PD-1とPD-L1・PD-L2の相互作用を阻害するキイトルーダ
MSD株式会社は2月13日、抗PD-1抗体「キイトルーダ(R)」(一般名:ペムブロリズマブ(遺伝子組換え))」について、チロシンキナーゼ阻害剤「アキシチニブ」との併用療法において、切除不能または転移性腎細胞がんに対する製造販売承認事項一部変更を承認申請したと発表した。
腎細胞がんは腎がんのうち最も多くみられる種類のがんで、腎がんの約9割を占めている。国内の腎がん患者数は年々増加しており、2014年時点の推定患者数は約25,000人。年間約9,000人が亡くなっていると推定されている。
キイトルーダは、T細胞に主に発現する受容体であるPD-1と、腫瘍細胞に発現するそのリガンドPD-L1およびPD-L2の相互作用を阻害する抗体。PD-1に結合し、この受容体とリガンドとの結合を阻害することによって、T細胞に生じたPD-1経路を介する抗腫瘍活性の抑制を解除する。
スニチニブとの比較で、全生存期間・無増悪生存期間を有意に延長
今回の製造販売承認事項一部変更承認申請は、国際共同第3相試験であるKEYNOTE-426試験の結果に基づいている。同試験において、進行性または転移性腎細胞がんの初回治療におけるキイトルーダとアキシチニブとの併用療法が、スニチニブと比較して全生存期間および無増悪生存期間を有意に延長したことが示されたという。

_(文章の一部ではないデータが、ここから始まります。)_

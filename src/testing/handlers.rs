//! Registered handlers behind `setup`, `cleanup`, `custom` steps and
//! `custom` assertions
//!
//! The engine treats handlers as opaque: it only observes success or failure
//! (and stores a successful handler's returned value under `save_as`).

use std::collections::HashMap;
use std::process::Stdio;
use std::sync::Arc;

use async_trait::async_trait;
use serde_json::{json, Value};
use tokio::process::Command;

use crate::common::{Error, Result};
use crate::driver::ExecutionContext;

use super::assertion::Verdict;
use super::vars::VariableStore;

/// Implementation of a `setup`, `cleanup` or `custom` step
#[async_trait]
pub trait StepHandler: Send + Sync {
    /// `params` have already been interpolated
    async fn run(
        &self,
        context: &mut dyn ExecutionContext,
        params: &Value,
        vars: &VariableStore,
    ) -> std::result::Result<Value, String>;
}

/// Predicate behind a `custom` assertion
///
/// `subject` is the checked value (the last response unless the step names
/// a `target`) and `params` the step's interpolated parameters. The test's
/// context reaches the predicate as the variable store, which holds every
/// saved value and response. Validators are synchronous and never see the
/// live page; checks against page state belong in `assert` steps or a
/// [`StepHandler`], which does receive the [`ExecutionContext`].
pub trait Validator: Send + Sync {
    fn validate(&self, subject: &Value, params: &Value, vars: &VariableStore) -> Verdict;
}

impl<F> Validator for F
where
    F: Fn(&Value, &Value, &VariableStore) -> Verdict + Send + Sync,
{
    fn validate(&self, subject: &Value, params: &Value, vars: &VariableStore) -> Verdict {
        self(subject, params, vars)
    }
}

/// Adapts a plain function that needs neither the context nor the store
pub struct FnHandler<F>(pub F);

#[async_trait]
impl<F> StepHandler for FnHandler<F>
where
    F: Fn(&Value) -> std::result::Result<Value, String> + Send + Sync,
{
    async fn run(
        &self,
        _context: &mut dyn ExecutionContext,
        params: &Value,
        _vars: &VariableStore,
    ) -> std::result::Result<Value, String> {
        (self.0)(params)
    }
}

/// Named handlers and validators available to a run
#[derive(Clone, Default)]
pub struct HandlerRegistry {
    handlers: HashMap<String, Arc<dyn StepHandler>>,
    validators: HashMap<String, Arc<dyn Validator>>,
}

impl HandlerRegistry {
    pub fn new() -> Self {
        Self::default()
    }

    /// Registry preloaded with the `shell` and `log` handlers
    pub fn with_builtins() -> Self {
        let mut registry = Self::new();
        registry.register_handler("shell", ShellHandler);
        registry.register_handler("log", LogHandler);
        registry
    }

    pub fn register_handler(&mut self, name: impl Into<String>, handler: impl StepHandler + 'static) {
        self.handlers.insert(name.into(), Arc::new(handler));
    }

    pub fn register_validator(&mut self, name: impl Into<String>, validator: impl Validator + 'static) {
        self.validators.insert(name.into(), Arc::new(validator));
    }

    pub fn handler(&self, name: &str) -> Result<Arc<dyn StepHandler>> {
        self.handlers
            .get(name)
            .cloned()
            .ok_or_else(|| Error::missing_handler("handler", name))
    }

    pub fn validator(&self, name: &str) -> Result<Arc<dyn Validator>> {
        self.validators
            .get(name)
            .cloned()
            .ok_or_else(|| Error::missing_handler("validator", name))
    }
}

/// Runs `params.command` through `sh -c`; fails on a non-zero exit code
pub struct ShellHandler;

#[async_trait]
impl StepHandler for ShellHandler {
    async fn run(
        &self,
        _context: &mut dyn ExecutionContext,
        params: &Value,
        _vars: &VariableStore,
    ) -> std::result::Result<Value, String> {
        let command = params
            .get("command")
            .and_then(Value::as_str)
            .ok_or_else(|| "shell handler needs a 'command' parameter".to_string())?;

        tracing::debug!("$ {}", command);
        let output = Command::new("sh")
            .arg("-c")
            .arg(command)
            .stdin(Stdio::null())
            .output()
            .await
            .map_err(|e| format!("failed to execute '{}': {}", command, e))?;

        let stdout = String::from_utf8_lossy(&output.stdout).trim_end().to_string();
        if !output.status.success() {
            let stderr = String::from_utf8_lossy(&output.stderr);
            return Err(format!(
                "'{}' failed with exit code {:?}: {}",
                command,
                output.status.code(),
                stderr.trim()
            ));
        }

        Ok(json!({ "exit_code": output.status.code(), "stdout": stdout }))
    }
}

/// Logs `params.message` at info level
pub struct LogHandler;

#[async_trait]
impl StepHandler for LogHandler {
    async fn run(
        &self,
        _context: &mut dyn ExecutionContext,
        params: &Value,
        _vars: &VariableStore,
    ) -> std::result::Result<Value, String> {
        let message = params
            .get("message")
            .and_then(Value::as_str)
            .unwrap_or_default();
        tracing::info!("{}", message);
        Ok(params.clone())
    }
}

#[cfg(test)]
mod tests {
    use super::*;
    use crate::driver::HttpContext;

    #[tokio::test]
    async fn test_missing_handler_is_configuration_error() {
        let registry = HandlerRegistry::new();
        let err = registry.handler("seed-db").err().unwrap();
        assert_eq!(err.to_string(), "No handler registered under 'seed-db'");
        assert_eq!(err.kind(), crate::ErrorKind::Configuration);
    }

    #[tokio::test]
    async fn test_fn_handler() {
        let mut registry = HandlerRegistry::new();
        registry.register_handler(
            "double",
            FnHandler(|params: &Value| {
                params["n"]
                    .as_i64()
                    .map(|n| json!(n * 2))
                    .ok_or_else(|| "n missing".to_string())
            }),
        );
        let handler = registry.handler("double").unwrap();
        let mut ctx = HttpContext::new();
        let vars = VariableStore::new();
        assert_eq!(
            handler.run(&mut ctx, &json!({"n": 21}), &vars).await,
            Ok(json!(42))
        );
        assert!(handler.run(&mut ctx, &json!({}), &vars).await.is_err());
    }

    #[cfg(unix)]
    #[tokio::test]
    async fn test_shell_handler() {
        let mut ctx = HttpContext::new();
        let vars = VariableStore::new();
        let ok = ShellHandler
            .run(&mut ctx, &json!({"command": "echo ready"}), &vars)
            .await
            .unwrap();
        assert_eq!(ok["stdout"], "ready");

        let err = ShellHandler
            .run(&mut ctx, &json!({"command": "exit 3"}), &vars)
            .await
            .unwrap_err();
        assert!(err.contains("exit code Some(3)"));
    }

    #[test]
    fn test_closure_validator() {
        let mut registry = HandlerRegistry::new();
        registry.register_validator(
            "non-empty",
            |subject: &Value, _params: &Value, _vars: &VariableStore| {
                if subject["body"].as_array().map(|a| a.is_empty()).unwrap_or(true) {
                    Verdict::fail("body is empty")
                } else {
                    Verdict::Pass
                }
            },
        );
        let validator = registry.validator("non-empty").unwrap();
        let vars = VariableStore::new();
        assert!(validator
            .validate(&json!({"body": [1]}), &Value::Null, &vars)
            .is_pass());
        assert!(!validator
            .validate(&json!({"body": []}), &Value::Null, &vars)
            .is_pass());
    }
}
//! runwright - declarative browser and API test runner
//!
//! Runs YAML/JSON test definitions against WebDriver browsers or plain HTTP
//! endpoints and reports per-step results.

use std::path::PathBuf;

use clap::Parser;
use commands::Commands;
use runwright::common::config::Config;
use runwright::common::logging;
use runwright::{cli, commands};

#[derive(Parser)]
#[command(name = "runwright", about = "Declarative browser and API test runner")]
#[command(version, long_about = None)]
struct Cli {
    /// Configuration file (default: platform config dir)
    #[arg(long, global = true)]
    config: Option<PathBuf>,

    /// Also write logs to this file
    #[arg(long, global = true)]
    log_file: Option<PathBuf>,

    /// Verbose logging
    #[arg(long, short, global = true)]
    verbose: bool,

    #[command(subcommand)]
    command: Commands,
}

#[tokio::main]
async fn main() {
    let cli = Cli::parse();
    let guard = logging::init_cli(cli.verbose, cli.log_file.as_deref());

    let result = match Config::load(cli.config.as_deref()) {
        Ok(config) => cli::dispatch(cli.command, config, cli.config.as_deref(), cli.verbose).await,
        Err(e) => Err(e),
    };

    let code = match result {
        Ok(true) => 0,
        Ok(false) => 1,
        Err(e) => {
            eprintln!("Error: {e}");
            1
        }
    };

    // Flush the file log before exiting
    drop(guard);
    if code != 0 {
        std::process::exit(code);
    }
}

キイトルーダは、2017年2月15日に国内で販売を開始。これまでに「悪性黒色腫」「切除不能な進行・再発の非小細胞肺癌」「再発または難治性の古典的ホジキンリンパ腫」「がん化学療法後に増悪した根治切除不能な尿路上皮癌」「がん化学療法後に増悪した進行・再発の高頻度マイクロサテライト不安定性(MSI-High)を有する固形癌(標準的な治療が困難な場合に限る)」の効能・効果について承認取得。さらに、乳がん、大腸がん、食道がん、胃がん、頭頸部がん、肝細胞がん、小細胞肺がん、進行性固形がん、卵巣がん、前立腺がんなどを対象とした後期臨床試験が進行中だ。
現在、米国を含む88か国で承認を取得しており、世界では、900以上の臨床試験において30種類以上のがんについて検討が行われている。